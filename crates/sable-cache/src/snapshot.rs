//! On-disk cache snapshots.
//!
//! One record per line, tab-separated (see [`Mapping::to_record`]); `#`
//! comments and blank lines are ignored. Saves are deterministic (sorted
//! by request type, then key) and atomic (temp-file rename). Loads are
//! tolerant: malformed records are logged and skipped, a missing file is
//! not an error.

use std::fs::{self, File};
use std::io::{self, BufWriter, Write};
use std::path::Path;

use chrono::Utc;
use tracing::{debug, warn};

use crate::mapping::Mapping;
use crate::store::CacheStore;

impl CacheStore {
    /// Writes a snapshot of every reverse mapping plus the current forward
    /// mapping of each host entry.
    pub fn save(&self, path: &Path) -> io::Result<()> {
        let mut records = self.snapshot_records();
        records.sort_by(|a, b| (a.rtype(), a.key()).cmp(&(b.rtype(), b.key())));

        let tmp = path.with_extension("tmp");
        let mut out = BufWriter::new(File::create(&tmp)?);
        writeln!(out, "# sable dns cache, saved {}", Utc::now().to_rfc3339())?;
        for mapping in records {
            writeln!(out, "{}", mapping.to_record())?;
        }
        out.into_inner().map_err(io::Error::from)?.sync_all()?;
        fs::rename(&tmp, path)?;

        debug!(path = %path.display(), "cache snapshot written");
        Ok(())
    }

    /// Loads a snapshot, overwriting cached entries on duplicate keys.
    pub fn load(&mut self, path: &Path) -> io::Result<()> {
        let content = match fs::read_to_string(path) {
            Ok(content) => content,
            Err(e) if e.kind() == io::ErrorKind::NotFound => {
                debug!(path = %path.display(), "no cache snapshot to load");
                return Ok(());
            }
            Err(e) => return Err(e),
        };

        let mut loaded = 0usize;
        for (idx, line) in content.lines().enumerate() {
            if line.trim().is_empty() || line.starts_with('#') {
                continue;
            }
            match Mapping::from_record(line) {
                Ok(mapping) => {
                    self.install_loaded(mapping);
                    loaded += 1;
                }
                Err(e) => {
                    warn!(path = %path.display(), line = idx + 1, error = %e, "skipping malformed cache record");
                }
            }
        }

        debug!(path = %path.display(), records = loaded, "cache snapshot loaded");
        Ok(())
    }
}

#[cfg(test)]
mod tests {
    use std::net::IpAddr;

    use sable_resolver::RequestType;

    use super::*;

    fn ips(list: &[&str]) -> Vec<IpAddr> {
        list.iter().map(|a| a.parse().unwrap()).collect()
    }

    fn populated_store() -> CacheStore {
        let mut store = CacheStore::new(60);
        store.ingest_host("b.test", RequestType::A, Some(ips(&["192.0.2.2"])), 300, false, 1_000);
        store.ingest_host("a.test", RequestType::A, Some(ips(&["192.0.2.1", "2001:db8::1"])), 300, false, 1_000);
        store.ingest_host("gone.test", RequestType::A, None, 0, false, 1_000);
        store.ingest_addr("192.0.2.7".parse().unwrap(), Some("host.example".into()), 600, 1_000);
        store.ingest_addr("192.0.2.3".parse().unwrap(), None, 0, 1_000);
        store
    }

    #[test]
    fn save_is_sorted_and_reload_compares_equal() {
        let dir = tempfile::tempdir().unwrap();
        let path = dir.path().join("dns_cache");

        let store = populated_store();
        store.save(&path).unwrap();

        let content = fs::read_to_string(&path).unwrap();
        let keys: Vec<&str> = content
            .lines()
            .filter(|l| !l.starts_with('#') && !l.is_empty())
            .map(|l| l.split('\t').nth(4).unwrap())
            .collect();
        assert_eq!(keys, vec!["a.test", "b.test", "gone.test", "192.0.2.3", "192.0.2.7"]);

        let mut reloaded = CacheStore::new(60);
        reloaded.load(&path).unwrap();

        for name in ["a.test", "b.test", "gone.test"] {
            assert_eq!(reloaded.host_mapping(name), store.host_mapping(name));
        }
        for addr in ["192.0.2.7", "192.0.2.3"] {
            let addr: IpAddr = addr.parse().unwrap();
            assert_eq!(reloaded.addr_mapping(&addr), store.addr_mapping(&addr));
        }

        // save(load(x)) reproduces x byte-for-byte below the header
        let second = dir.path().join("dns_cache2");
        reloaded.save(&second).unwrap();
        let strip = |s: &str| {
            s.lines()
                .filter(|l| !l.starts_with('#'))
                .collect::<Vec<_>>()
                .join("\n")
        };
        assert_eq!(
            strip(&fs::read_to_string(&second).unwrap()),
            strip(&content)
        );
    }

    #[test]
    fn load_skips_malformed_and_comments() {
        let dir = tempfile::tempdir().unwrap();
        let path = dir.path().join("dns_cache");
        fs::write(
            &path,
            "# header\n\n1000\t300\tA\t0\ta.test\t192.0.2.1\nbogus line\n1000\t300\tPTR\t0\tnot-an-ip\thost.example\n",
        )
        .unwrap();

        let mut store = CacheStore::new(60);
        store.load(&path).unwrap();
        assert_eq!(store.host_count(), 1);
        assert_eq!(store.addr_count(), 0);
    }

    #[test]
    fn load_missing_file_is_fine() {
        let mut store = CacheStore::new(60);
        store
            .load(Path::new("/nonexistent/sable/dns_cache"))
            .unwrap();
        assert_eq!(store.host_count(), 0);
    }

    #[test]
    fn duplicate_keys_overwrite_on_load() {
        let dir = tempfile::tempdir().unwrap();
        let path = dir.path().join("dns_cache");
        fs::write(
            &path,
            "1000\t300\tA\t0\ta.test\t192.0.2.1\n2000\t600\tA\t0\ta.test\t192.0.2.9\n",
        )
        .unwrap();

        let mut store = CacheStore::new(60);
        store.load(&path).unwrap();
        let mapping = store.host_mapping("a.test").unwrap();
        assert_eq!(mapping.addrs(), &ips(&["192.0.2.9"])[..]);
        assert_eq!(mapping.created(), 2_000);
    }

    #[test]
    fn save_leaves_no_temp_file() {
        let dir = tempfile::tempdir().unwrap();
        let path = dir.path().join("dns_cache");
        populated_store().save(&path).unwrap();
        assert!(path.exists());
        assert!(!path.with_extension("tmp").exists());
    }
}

──────

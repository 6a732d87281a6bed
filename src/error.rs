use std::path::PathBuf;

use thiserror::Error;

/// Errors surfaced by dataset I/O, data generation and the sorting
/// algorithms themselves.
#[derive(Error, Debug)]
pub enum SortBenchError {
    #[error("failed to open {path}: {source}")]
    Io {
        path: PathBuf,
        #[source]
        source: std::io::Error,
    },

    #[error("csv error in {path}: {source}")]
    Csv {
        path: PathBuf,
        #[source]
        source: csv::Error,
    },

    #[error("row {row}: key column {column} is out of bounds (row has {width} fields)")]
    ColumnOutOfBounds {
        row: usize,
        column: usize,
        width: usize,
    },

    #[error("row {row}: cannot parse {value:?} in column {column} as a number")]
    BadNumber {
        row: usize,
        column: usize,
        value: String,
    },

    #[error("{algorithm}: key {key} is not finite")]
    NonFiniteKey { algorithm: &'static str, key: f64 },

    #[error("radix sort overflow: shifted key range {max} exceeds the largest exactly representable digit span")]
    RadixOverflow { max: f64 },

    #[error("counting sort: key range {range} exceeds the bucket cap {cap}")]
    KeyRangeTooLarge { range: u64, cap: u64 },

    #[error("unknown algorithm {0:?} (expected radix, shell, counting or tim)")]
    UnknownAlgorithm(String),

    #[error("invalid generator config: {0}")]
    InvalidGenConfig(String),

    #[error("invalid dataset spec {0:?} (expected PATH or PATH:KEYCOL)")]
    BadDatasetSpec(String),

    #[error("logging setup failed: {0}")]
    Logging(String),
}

──────

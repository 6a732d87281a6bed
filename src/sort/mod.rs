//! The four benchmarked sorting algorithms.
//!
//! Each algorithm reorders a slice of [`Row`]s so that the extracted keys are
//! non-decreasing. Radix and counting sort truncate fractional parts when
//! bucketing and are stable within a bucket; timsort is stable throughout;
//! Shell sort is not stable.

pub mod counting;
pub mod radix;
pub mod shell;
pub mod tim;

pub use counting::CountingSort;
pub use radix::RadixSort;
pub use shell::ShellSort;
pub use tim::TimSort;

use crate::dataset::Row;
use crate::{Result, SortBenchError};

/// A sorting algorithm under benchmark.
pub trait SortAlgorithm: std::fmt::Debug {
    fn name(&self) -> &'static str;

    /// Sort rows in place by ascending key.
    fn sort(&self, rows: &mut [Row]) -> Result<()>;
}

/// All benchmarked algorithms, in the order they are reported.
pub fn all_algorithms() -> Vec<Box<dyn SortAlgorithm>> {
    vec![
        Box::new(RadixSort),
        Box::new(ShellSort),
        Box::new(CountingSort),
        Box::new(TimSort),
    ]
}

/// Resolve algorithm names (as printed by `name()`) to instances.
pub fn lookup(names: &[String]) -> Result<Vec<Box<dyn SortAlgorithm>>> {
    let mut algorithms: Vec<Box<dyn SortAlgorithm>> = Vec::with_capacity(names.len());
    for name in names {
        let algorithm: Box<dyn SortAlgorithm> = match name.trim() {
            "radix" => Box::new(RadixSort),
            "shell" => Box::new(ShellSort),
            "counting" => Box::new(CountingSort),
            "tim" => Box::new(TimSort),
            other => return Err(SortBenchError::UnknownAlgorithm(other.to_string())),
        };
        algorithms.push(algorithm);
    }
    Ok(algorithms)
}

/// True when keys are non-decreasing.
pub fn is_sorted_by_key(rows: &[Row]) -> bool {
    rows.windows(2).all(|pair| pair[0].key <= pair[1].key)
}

──────

THE TASK ▸
Could you set down, word for word, only the lines above from the line with "filename crates/sable-cache/src/snapshot.rs" to the line with "use crate::store::CacheStore;", including both?

WRITTEN SOLUTION ▸
filename crates/sable-cache/src/snapshot.rs
//! On-disk cache snapshots.
//!
//! One record per line, tab-separated (see [`Mapping::to_record`]); `#`
//! comments and blank lines are ignored. Saves are deterministic (sorted
//! by request type, then key) and atomic (temp-file rename). Loads are
//! tolerant: malformed records are logged and skipped, a missing file is
//! not an error.

use std::fs::{self, File};
use std::io::{self, BufWriter, Write};
use std::path::Path;

use chrono::Utc;
use tracing::{debug, warn};

use crate::mapping::Mapping;
use crate::store::CacheStore;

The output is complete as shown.